## Dataset records
━━━
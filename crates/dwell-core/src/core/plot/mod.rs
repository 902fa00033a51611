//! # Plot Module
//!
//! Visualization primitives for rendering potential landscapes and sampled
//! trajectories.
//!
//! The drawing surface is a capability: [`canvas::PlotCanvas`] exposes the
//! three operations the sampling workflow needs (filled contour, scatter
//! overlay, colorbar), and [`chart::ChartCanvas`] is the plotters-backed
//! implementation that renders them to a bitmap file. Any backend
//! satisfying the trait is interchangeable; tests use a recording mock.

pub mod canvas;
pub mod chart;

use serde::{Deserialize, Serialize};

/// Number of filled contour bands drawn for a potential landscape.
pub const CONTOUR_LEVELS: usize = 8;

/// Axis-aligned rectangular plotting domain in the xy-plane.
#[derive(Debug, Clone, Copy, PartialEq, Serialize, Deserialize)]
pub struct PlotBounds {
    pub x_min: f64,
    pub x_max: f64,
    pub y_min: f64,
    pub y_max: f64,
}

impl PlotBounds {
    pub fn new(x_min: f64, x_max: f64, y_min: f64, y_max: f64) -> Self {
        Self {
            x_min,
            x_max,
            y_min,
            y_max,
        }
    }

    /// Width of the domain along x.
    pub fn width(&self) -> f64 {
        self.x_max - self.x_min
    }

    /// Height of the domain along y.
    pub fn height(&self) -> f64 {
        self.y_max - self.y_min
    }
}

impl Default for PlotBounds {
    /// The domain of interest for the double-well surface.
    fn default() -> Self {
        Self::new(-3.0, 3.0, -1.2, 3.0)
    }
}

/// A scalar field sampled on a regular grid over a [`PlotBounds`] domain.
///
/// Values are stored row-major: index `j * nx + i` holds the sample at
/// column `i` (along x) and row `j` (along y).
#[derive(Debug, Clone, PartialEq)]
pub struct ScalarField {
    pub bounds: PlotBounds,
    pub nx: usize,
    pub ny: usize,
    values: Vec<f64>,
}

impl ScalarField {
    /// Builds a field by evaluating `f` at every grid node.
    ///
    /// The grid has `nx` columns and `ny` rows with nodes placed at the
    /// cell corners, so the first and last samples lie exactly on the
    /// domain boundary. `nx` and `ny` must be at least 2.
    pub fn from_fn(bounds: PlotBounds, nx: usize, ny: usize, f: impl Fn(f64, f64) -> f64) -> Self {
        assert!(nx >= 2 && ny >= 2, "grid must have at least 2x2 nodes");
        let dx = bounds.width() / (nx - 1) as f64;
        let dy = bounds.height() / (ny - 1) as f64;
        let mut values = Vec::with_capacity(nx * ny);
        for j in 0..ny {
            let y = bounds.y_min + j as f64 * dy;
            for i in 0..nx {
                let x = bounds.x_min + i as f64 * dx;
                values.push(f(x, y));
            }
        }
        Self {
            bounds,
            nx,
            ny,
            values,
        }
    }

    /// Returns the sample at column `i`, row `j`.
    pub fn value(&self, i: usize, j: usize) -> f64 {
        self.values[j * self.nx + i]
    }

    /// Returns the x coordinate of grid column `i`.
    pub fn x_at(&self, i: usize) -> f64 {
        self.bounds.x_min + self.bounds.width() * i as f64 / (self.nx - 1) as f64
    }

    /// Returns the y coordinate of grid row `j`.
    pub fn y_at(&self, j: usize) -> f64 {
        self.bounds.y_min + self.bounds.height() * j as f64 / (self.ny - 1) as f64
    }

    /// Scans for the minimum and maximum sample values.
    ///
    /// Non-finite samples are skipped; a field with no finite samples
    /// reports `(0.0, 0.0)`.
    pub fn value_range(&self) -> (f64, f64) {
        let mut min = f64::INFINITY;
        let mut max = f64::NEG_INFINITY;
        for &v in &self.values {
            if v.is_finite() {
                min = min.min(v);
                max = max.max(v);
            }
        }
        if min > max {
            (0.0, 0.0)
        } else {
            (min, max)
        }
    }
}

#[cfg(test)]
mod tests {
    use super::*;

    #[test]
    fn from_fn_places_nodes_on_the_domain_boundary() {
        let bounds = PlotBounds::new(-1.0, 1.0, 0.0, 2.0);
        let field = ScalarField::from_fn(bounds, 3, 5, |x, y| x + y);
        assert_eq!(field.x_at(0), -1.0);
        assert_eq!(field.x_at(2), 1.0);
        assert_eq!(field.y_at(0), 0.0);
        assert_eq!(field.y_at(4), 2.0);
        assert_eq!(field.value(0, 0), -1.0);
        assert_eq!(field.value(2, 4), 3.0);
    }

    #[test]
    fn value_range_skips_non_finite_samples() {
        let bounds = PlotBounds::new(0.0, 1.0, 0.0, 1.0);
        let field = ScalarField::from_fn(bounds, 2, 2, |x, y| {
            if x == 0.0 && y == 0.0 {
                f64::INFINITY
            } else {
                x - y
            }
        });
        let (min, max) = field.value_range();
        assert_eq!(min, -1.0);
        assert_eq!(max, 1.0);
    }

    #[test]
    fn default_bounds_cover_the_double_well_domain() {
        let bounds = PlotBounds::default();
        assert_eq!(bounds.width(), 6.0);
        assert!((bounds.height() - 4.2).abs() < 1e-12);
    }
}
━━━
## Prompt
Every line of the listing that includes the word "Debug" forms the answer.

## Response
#[derive(Debug, Clone, Copy, PartialEq, Serialize, Deserialize)]
#[derive(Debug, Clone, PartialEq)]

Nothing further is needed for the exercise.